What to Know
- Gov. Abbott says Texas will not return to a mask mandate saying, "it would be inappropriate to require people who already have immunity to wear a mask."
- To prevent infection, Abbott says, "The most important thing we can do is to work to ensure that every Texan has incredibly easy access to vaccines."
- Children under the age of 12 are not yet eligible for vaccines and it's not clear when that approval will come; an FDA official told NBC News approval could come early to midwinter.
Texas Gov. Greg Abbott (R) says despite the rising number of COVID-19 cases and hospitalizations across the state of Texas there will be no return of the mask mandate for anyone, including schoolchildren.
With Delta variant cases now making up 83% of the new cases in the United States and with children returning to classrooms next month, many parents were left wondering if the governor was considering modifying his executive order which currently prohibits any governmental entities other than himself from requiring people to wear masks in public to possibly mandating them for unvaccinated schoolchildren.
On Tuesday, the governor made it clear during an interview with KRPC-TV in Houston that, "kids will not be forced by government or by schools to wear a mask in school."
“There will be no mask mandate imposed, and the reasons for that are very clear,” Abbott said. “There are so many people who have immunities to COVID, whether it be through the vaccination, whether it be through their own exposure and their recovery from it, which would be acquired immunity, it would be inappropriate to require people who already have immunity to wear a mask."
That guidance may make sense for people eligible for the vaccine or for those who have had COVID-19, but it leaves questions for those who are under the age of 12 and not yet protected by a vaccine.
The Texas Education Agency estimated in 2019-2020 there were more than 3 million schoolchildren enrolled in Pre-K through the Sixth Grade. Most of those students in those grades are under the age of 12, the cutoff age for eligibility for COVID-19 vaccinations.
According to updated guidance from the American Academy of Pediatrics released Monday, everyone older than age 2 should wear masks, regardless of vaccination status, when schools reopen in the fall.
The leading national pediatrician group said it recommends universal masking because so much of the student population isn't yet eligible for vaccination. It's not clear how quickly that will change, or how likely parents will be to get their younger children dosed when the federal government approves shots for kids under 12.

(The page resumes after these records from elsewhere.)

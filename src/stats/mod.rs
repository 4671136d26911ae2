//! Partition statistics.
//!
//! A read-only scan of `images/` + `labels/` pairs. Annotation lines are
//! counted leniently: any line with at least five tokens whose first token
//! is a class index counts as one object, whether or not the coordinates
//! would pass the strict record parser.

mod report;

pub use report::{PartitionStats, StatsReport};

use std::collections::BTreeMap;
use std::fs;
use std::io::{BufWriter, Write};
use std::path::Path;

use log::{debug, warn};

use crate::error::CurateError;
use crate::layout::{collect_images, collect_label_files, Partition, PartitionDirs};

/// Minimum whitespace-separated tokens for a line to count as an object.
const MIN_OBJECT_TOKENS: usize = 5;

/// Scan one `images/` + `labels/` pair.
///
/// A missing label directory counts as zero annotation files.
pub fn analyze_partition(dirs: &PartitionDirs) -> Result<PartitionStats, CurateError> {
    let total_images = collect_images(&dirs.images)?.len();
    let label_files = if dirs.labels.is_dir() {
        collect_label_files(&dirs.labels)?
    } else {
        Vec::new()
    };

    let mut objects_per_class: BTreeMap<u32, usize> = BTreeMap::new();
    let mut total_objects = 0usize;

    for label_file in &label_files {
        let content = fs::read_to_string(label_file)?;
        for line in content.lines() {
            let tokens: Vec<&str> = line.split_whitespace().collect();
            if tokens.len() < MIN_OBJECT_TOKENS {
                continue;
            }
            let Ok(class_id) = tokens[0].parse::<u32>() else {
                debug!(
                    "Ignoring line with non-integer class in {}: {line}",
                    label_file.display()
                );
                continue;
            };
            *objects_per_class.entry(class_id).or_insert(0) += 1;
            total_objects += 1;
        }
    }

    Ok(PartitionStats {
        total_images,
        total_labels: label_files.len(),
        total_objects,
        avg_objects_per_image: average(total_objects, total_images),
        objects_per_class,
    })
}

/// Average rounded to two decimals, or 0 when there are no images.
fn average(objects: usize, images: usize) -> f64 {
    if images == 0 {
        return 0.0;
    }
    (objects as f64 / images as f64 * 100.0).round() / 100.0
}

/// Scan the requested partitions under `root`.
///
/// Partitions whose image directory does not exist are skipped with a
/// warning.
pub fn analyze_dataset(root: &Path, partitions: &[Partition]) -> Result<StatsReport, CurateError> {
    let mut report = StatsReport::default();
    for &partition in partitions {
        let dirs = PartitionDirs::for_partition(root, partition);
        if !dirs.images.is_dir() {
            warn!(
                "Partition {} not found at {}; skipping",
                partition,
                dirs.images.display()
            );
            continue;
        }
        report
            .partitions
            .insert(partition, analyze_partition(&dirs)?);
    }
    Ok(report)
}

/// Write a report as pretty-printed JSON.
pub fn write_json(report: &StatsReport, path: &Path) -> Result<(), CurateError> {
    if let Some(parent) = path.parent() {
        if !parent.as_os_str().is_empty() {
            fs::create_dir_all(parent)?;
        }
    }
    let file = fs::File::create(path)?;
    let mut writer = BufWriter::new(file);
    serde_json::to_writer_pretty(&mut writer, report).map_err(|source| {
        CurateError::StatsJsonWrite {
            path: path.to_path_buf(),
            source,
        }
    })?;
    writeln!(writer)?;
    writer.flush()?;
    Ok(())
}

Research consistently shows opening schools in person doesn't generally increase community COVID transmission when masks and other protocols are employed, AAP said, and the emergence of more contagious variants, some of which are linked to more severe outcomes, poses a particular threat to people who aren't vaccinated.
Despite the recent growth in cases and hospitalizations across the state, Abbott said Tuesday that people know how to protect themselves against COVID-19 and that "there's no more time for government mandates. This is time for individual responsibility, period."

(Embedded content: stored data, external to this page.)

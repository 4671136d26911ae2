//! Augmentation of the train partition.
//!
//! Every train image not yet present in the processed tree is copied there
//! together with its repaired annotation file. Images that keep at least one
//! valid box also get a synthetic `<stem>_aug` pair produced by an
//! [`Augment`] implementation. The `_aug` stems double as the idempotency
//! marker: an input stem is skipped when either form already exists in the
//! output.
//!
//! Val and test are never augmented; [`mirror_partition`] copies them over
//! unchanged.

mod config;
mod report;
pub mod transform;

pub use config::{
    AugmentConfig, BrightnessContrastConfig, DropoutConfig, FlipConfig, HsvConfig,
    MotionBlurConfig, NoiseConfig, RotateConfig,
};
pub use report::{AugmentReport, MirrorCounts};
pub use transform::{Sample, Transform};

use std::fs;
use std::path::Path;

use log::{debug, error, info, warn};
use rand::{rngs::StdRng, RngExt, SeedableRng};

use crate::annotation::{
    absolute_to_normalized, clip_boxes, normalized_to_absolute, read_annotation_file,
    repair_records, write_annotation_file, YoloRecord,
};
use crate::error::CurateError;
use crate::layout::{
    augmented_stem, collect_image_stems, collect_images, file_stem, is_augmented_stem,
    label_path_for, Partition, PartitionDirs,
};
use crate::split::{copy_pair, CopyOutcome};
use transform::{
    BrightnessContrast, CoarseDropout, GaussianNoise, HorizontalFlip, HueSaturationValue,
    MotionBlur, Rotate,
};

/// A randomized image + boxes transform.
pub trait Augment {
    fn augment(&self, sample: Sample, rng: &mut StdRng) -> Sample;
}

/// The fixed-order augmentation pipeline: flip, rotate, brightness and
/// contrast, HSV, noise, motion blur, dropout.
pub struct AugmentPipeline {
    steps: Vec<Box<dyn Transform>>,
}

impl AugmentPipeline {
    pub fn new(config: &AugmentConfig) -> Self {
        let steps: Vec<Box<dyn Transform>> = vec![
            Box::new(HorizontalFlip(config.flip.clone())),
            Box::new(Rotate(config.rotate.clone())),
            Box::new(BrightnessContrast(config.brightness_contrast.clone())),
            Box::new(HueSaturationValue(config.hsv.clone())),
            Box::new(GaussianNoise(config.noise.clone())),
            Box::new(MotionBlur(config.motion_blur.clone())),
            Box::new(CoarseDropout(config.dropout.clone())),
        ];
        Self { steps }
    }

    pub fn step_names(&self) -> Vec<&'static str> {
        self.steps.iter().map(|step| step.name()).collect()
    }
}

impl Default for AugmentPipeline {
    fn default() -> Self {
        Self::new(&AugmentConfig::default())
    }
}

impl Augment for AugmentPipeline {
    fn augment(&self, mut sample: Sample, rng: &mut StdRng) -> Sample {
        for step in &self.steps {
            if rng.random::<f64>() < step.probability() {
                debug!("applying {}", step.name());
                sample = step.apply(sample, rng);
            }
        }
        sample
    }
}

/// What happened to a single train image.
#[derive(Clone, Copy, Debug, PartialEq, Eq)]
pub enum AugmentOutcome {
    /// Original copied and an `_aug` pair written.
    Augmented { objects: usize },
    /// Original copied; it has no valid annotation.
    OriginalOnly,
    /// Original copied; every box was lost during the transform.
    BoxesLost,
}

/// Copy one image with its repaired annotations into `output` and, if it
/// has any valid box, write its augmented derivative.
pub fn augment_image<A: Augment + ?Sized>(
    augmenter: &A,
    image_path: &Path,
    input_labels: &Path,
    output: &PartitionDirs,
    rng: &mut StdRng,
) -> Result<AugmentOutcome, CurateError> {
    let unreadable = |message: String| CurateError::UnreadableImage {
        path: image_path.to_path_buf(),
        message,
    };
    let (Some(file_name), Some(stem)) = (image_path.file_name(), file_stem(image_path)) else {
        return Err(unreadable("file name is not valid UTF-8".to_string()));
    };

    let decoded = image::open(image_path)
        .map_err(|err| unreadable(err.to_string()))?
        .to_rgb8();
    let (width, height) = decoded.dimensions();
    if width == 0 || height == 0 {
        return Err(unreadable(format!("invalid dimensions {width}x{height}")));
    }

    let records = repair_records(&read_annotation_file(&label_path_for(input_labels, &stem))?);

    fs::copy(image_path, output.images.join(file_name))?;
    write_annotation_file(&output.label_path(&stem), &records)?;

    if records.is_empty() {
        return Ok(AugmentOutcome::OriginalOnly);
    }

    let boxes: Vec<_> = records
        .iter()
        .map(|record| normalized_to_absolute(record, width, height))
        .collect();
    let boxes = clip_boxes(&boxes, width, height);
    if boxes.is_empty() {
        return Ok(AugmentOutcome::BoxesLost);
    }

    let sample = augmenter.augment(Sample::new(decoded, boxes), rng);
    let (out_width, out_height) = sample.image.dimensions();
    let normalized: Vec<YoloRecord> = clip_boxes(&sample.boxes, out_width, out_height)
        .iter()
        .map(|b| absolute_to_normalized(b, out_width, out_height))
        .collect();
    let aug_records = repair_records(&normalized);
    if aug_records.is_empty() {
        return Ok(AugmentOutcome::BoxesLost);
    }

    let aug_stem = augmented_stem(&stem);
    let aug_image_path = match image_path.extension().and_then(|ext| ext.to_str()) {
        Some(ext) => output.images.join(format!("{aug_stem}.{ext}")),
        None => output.images.join(&aug_stem),
    };
    sample
        .image
        .save(&aug_image_path)
        .map_err(|source| CurateError::ImageWrite {
            path: aug_image_path.clone(),
            source,
        })?;
    write_annotation_file(&output.label_path(&aug_stem), &aug_records)?;

    Ok(AugmentOutcome::Augmented {
        objects: aug_records.len(),
    })
}

/// Augment every unprocessed image in `input` into `output`.
///
/// Images are visited in file name order and each gets its own RNG seeded
/// from `rng`, so a fixed master seed reproduces the same output for the
/// same set of pending images.
pub fn augment_partition<A: Augment + ?Sized>(
    augmenter: &A,
    input: &PartitionDirs,
    output: &PartitionDirs,
    rng: &mut StdRng,
    seed: u64,
) -> Result<AugmentReport, CurateError> {
    output.ensure()?;
    let images = collect_images(&input.images)?;
    let existing = collect_image_stems(&output.images)?;
    info!(
        "Found {} image(s) in {}",
        images.len(),
        input.images.display()
    );

    let mut report = AugmentReport::new(seed);
    report.found = images.len();

    for image in images {
        let Some(stem) = file_stem(&image) else {
            error!("Skipping {}: file name is not valid UTF-8", image.display());
            report.failed += 1;
            continue;
        };

        if is_augmented_stem(&stem) {
            warn!(
                "Skipping {}: stem collides with the augmentation suffix",
                image.display()
            );
            report.skipped_derived += 1;
            continue;
        }
        if existing.contains(&stem) || existing.contains(&augmented_stem(&stem)) {
            debug!("Skipping already processed {}", image.display());
            report.skipped_existing += 1;
            continue;
        }

        let image_seed: u64 = rng.random();
        let mut image_rng = StdRng::seed_from_u64(image_seed);
        match augment_image(augmenter, &image, &input.labels, output, &mut image_rng) {
            Ok(AugmentOutcome::Augmented { objects }) => {
                info!("Augmented {} ({} object(s))", image.display(), objects);
                report.copied += 1;
                report.augmented += 1;
            }
            Ok(AugmentOutcome::OriginalOnly) => {
                info!(
                    "No valid annotations for {}; copied without augmentation",
                    image.display()
                );
                report.copied += 1;
                report.without_annotations += 1;
            }
            Ok(AugmentOutcome::BoxesLost) => {
                warn!(
                    "All boxes of {} left the image; augmented pair not written",
                    image.display()
                );
                report.copied += 1;
                report.boxes_lost += 1;
            }
            Err(err @ CurateError::UnreadableImage { .. }) => {
                warn!("{err}; skipping");
                report.unreadable += 1;
            }
            Err(err) => {
                error!("Failed to augment {}: {err}", image.display());
                report.failed += 1;
            }
        }
    }

    Ok(report)
}

/// Copy a partition from `input_root` to `output_root` without changing it.
///
/// Pairs already present at the destination are left alone and nothing is
/// ever deleted. A missing source partition is a warning, not an error.
pub fn mirror_partition(
    input_root: &Path,
    output_root: &Path,
    partition: Partition,
) -> Result<MirrorCounts, CurateError> {
    let source = PartitionDirs::for_partition(input_root, partition);
    let mut counts = MirrorCounts::new(partition);
    if !source.images.is_dir() {
        warn!(
            "Source partition {} does not exist; skipping copy for {}",
            source.images.display(),
            partition
        );
        counts.source_missing = true;
        return Ok(counts);
    }

    let dest = PartitionDirs::for_partition(output_root, partition);
    dest.ensure()?;

    for image in collect_images(&source.images)? {
        match copy_pair(&image, &source.labels, &dest) {
            Ok(CopyOutcome::Copied) => counts.copied += 1,
            Ok(CopyOutcome::CopiedWithoutAnnotation) => {
                warn!("No annotation file for {}", image.display());
                counts.copied += 1;
            }
            Ok(CopyOutcome::AlreadyPresent) => counts.already_present += 1,
            Err(err) => {
                error!("Failed to copy {}: {err}", image.display());
                counts.failed += 1;
            }
        }
    }

    info!(
        "Mirrored {}: {} copied, {} already present",
        partition, counts.copied, counts.already_present
    );
    Ok(counts)
}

Citing low vaccination rates among Texans eligible to receive them and the growing spread of the Delta variant, former NBC 5 anchor and current KPRC anchor Kris Gutierrez asked the governor again what can be done then to prevent infection. Abbott again reiterated the importance of vaccinations despite the fact that kids under 12 can't currently get them.
"Well, again, the most important thing we can do is to work to ensure that every Texan has incredibly easy access to vaccines," Abbott said. "Kids will not be forced by government or by schools to wear a mask in school. They can by parental choice wear a mask but there will be no government mandate requiring masks. Kris, what we do anticipate as kids are approaching the beginning of school, and with the Delta variant increasing, you probably will see an increase in the number of parents who are choosing to have the child vaccinated as well as an increase in teachers who have not yet been vaccinated probably going out and getting a vaccination," Abbott said. "I do anticipate seeing an increase in the number of people getting a vaccine."
Meanwhile, the federal mask mandate remains in effect, and travelers on public transportation, in airports, and on commercial aircraft are required to wear masks regardless of their immunization status.